Yesterday the Federal Communications Commission voted to enforce stronger Net Neutrality rules that prevent internet service providers from blocking access, throttling traffic, or prioritizing access to Internet services in exchange for payments.

[STORY: FCC passes Net Neutrality law; internet now public utility]

In order to do this, the FCC had to reclassify land-based and mobile broadband services as telecommunications services, which permits the FCC to regulate these services under Title II of the Communications Act. The move has been lauded by many and vehemently criticized by others. Proponents see the move as necessary to save the democratically free and Open Internet. Internet service providers and some Republicans see the move as a government overreach that will lead to the sureties in life – death (of the internet) and taxes.

So what does Title II really mean for the future of the internet? Did the FCC just safeguard the future of the free Internet from corporate monopoly, or did it overreach its bounds and open the door to government censorship?

Once upon a time

When it comes to Net Neutrality, the news has been full of buzzwords (like “Net Neutrality”) that are perfectly cromulent – everyone thinks they know what it means, but in reality they probably don’t. In order to understand Net Neutrality, it’s necessary to know what these buzzwords really mean.
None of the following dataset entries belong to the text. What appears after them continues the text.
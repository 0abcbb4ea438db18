use std::collections::BTreeMap;

use chrono::{DateTime, Utc};
use serde::{Deserialize, Serialize};

/// Training outcome reported by the backend after `/retrain`.
#[derive(Debug, Clone, PartialEq, Serialize, Deserialize)]
pub struct TrainingReport {
    /// Validation accuracy in [0, 1].
    pub accuracy: f64,
    pub n_train: usize,
    pub n_val: usize,
    /// Server-side path of the persisted model, informational only.
    #[serde(default)]
    pub model_path: Option<String>,
}

/// Hyperparameter search request for `/tune`.
#[derive(Debug, Clone, PartialEq, Serialize, Deserialize)]
pub struct TuneRequest {
    pub method: String,
    pub cv: u32,
    pub max_evals: u32,
}

impl Default for TuneRequest {
    fn default() -> Self {
        Self {
            method: "grid".to_string(),
            cv: 3,
            max_evals: 20,
        }
    }
}

/// Best hyperparameters found by `/tune`.
#[derive(Debug, Clone, PartialEq, Serialize, Deserialize)]
pub struct TuneOutcome {
    /// Parameter name → chosen value, as reported by the search.
    pub best_params: BTreeMap<String, serde_json::Value>,
    pub best_score: f64,
}

/// The downloadable model descriptor offered after a training run.
#[derive(Debug, Clone, PartialEq, Serialize, Deserialize)]
pub struct ModelManifest {
    pub model_type: String,
    pub version: String,
    pub trained_at: DateTime<Utc>,
    pub architecture: String,
    pub accuracy: f64,
    pub n_train: usize,
    pub n_val: usize,
}

#[cfg(test)]
mod tests {
    use super::*;

    #[test]
    fn training_report_parses_backend_shape() {
        let report: TrainingReport = serde_json::from_str(
            r#"{"accuracy": 0.942, "n_train": 800, "n_val": 200, "model_path": "data/model.joblib"}"#,
        )
        .unwrap();
        assert_eq!(report.accuracy, 0.942);
        assert_eq!(report.n_train, 800);
        assert_eq!(report.model_path.as_deref(), Some("data/model.joblib"));
    }

    #[test]
    fn training_report_tolerates_missing_model_path() {
        let report: TrainingReport =
            serde_json::from_str(r#"{"accuracy": 0.9, "n_train": 10, "n_val": 3}"#).unwrap();
        assert_eq!(report.model_path, None);
    }

    #[test]
    fn tune_request_defaults_match_backend_defaults() {
        let req = TuneRequest::default();
        assert_eq!(req.method, "grid");
        assert_eq!(req.cv, 3);
        assert_eq!(req.max_evals, 20);
    }

    #[test]
    fn tune_outcome_parses_nested_params() {
        let outcome: TuneOutcome = serde_json::from_str(
            r#"{"best_params": {"max_depth": 6, "learning_rate": 0.1}, "best_score": 0.93}"#,
        )
        .unwrap();
        assert_eq!(outcome.best_params.len(), 2);
        assert_eq!(outcome.best_params["max_depth"], serde_json::json!(6));
    }
}
//! Typed client for the external prediction/training service.
//!
//! The service is an opaque collaborator: upload, retrain, tune, and
//! download endpoints over HTTP. Everything network-shaped lives behind
//! the [`PredictionBackend`] trait so the workflow stays testable with
//! the mock implementation.

pub mod client;
pub mod types;

pub use client::{HttpPredictionClient, MockPredictionBackend, PredictionBackend};
pub use types::{HealthResponse, RetrainResponse, TuneResponse, UploadResponse};

use thiserror::Error;

#[derive(Error, Debug)]
pub enum BackendError {
    #[error("Prediction service is not reachable at {0}")]
    Connection(String),

    #[error("{step} timed out after {seconds}s")]
    Timeout { step: &'static str, seconds: u64 },

    #[error("Prediction service returned error (status {status}): {detail}")]
    Http { status: u16, detail: String },

    #[error("HTTP client error: {0}")]
    HttpClient(String),

    #[error("Malformed response from prediction service: {0}")]
    MalformedResponse(String),

    #[error("I/O error: {0}")]
    Io(#[from] std::io::Error),
}

#[cfg(test)]
mod tests {
    use super::*;

    #[test]
    fn timeout_message_names_step_and_budget() {
        let err = BackendError::Timeout {
            step: "retrain",
            seconds: 300,
        };
        assert_eq!(err.to_string(), "retrain timed out after 300s");
    }

    #[test]
    fn http_error_carries_server_detail() {
        let err = BackendError::Http {
            status: 400,
            detail: "Dataset must contain a 'target' column.".into(),
        };
        let msg = err.to_string();
        assert!(msg.contains("status 400"));
        assert!(msg.contains("target"));
    }
}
Net Neutrality” is a term that was coined by Columbia University media law professor Tim Wu back in 2003. At its most basic, the principle means that internet service providers (ISPs) and governments should treat all data going across the Internet equally. Wu, like many others, feared that if ISPs were allowed to discriminate against certain types of data, they could use their natural monopoly over what is known as the “last mile” infrastructure to block content or applications. For example, Comcast might decide to charge extra to let viewers browse Facebook or Netflix. Netflix, after all, competes with their cable services – why not charge extra to allow consumers to connect to a competitor?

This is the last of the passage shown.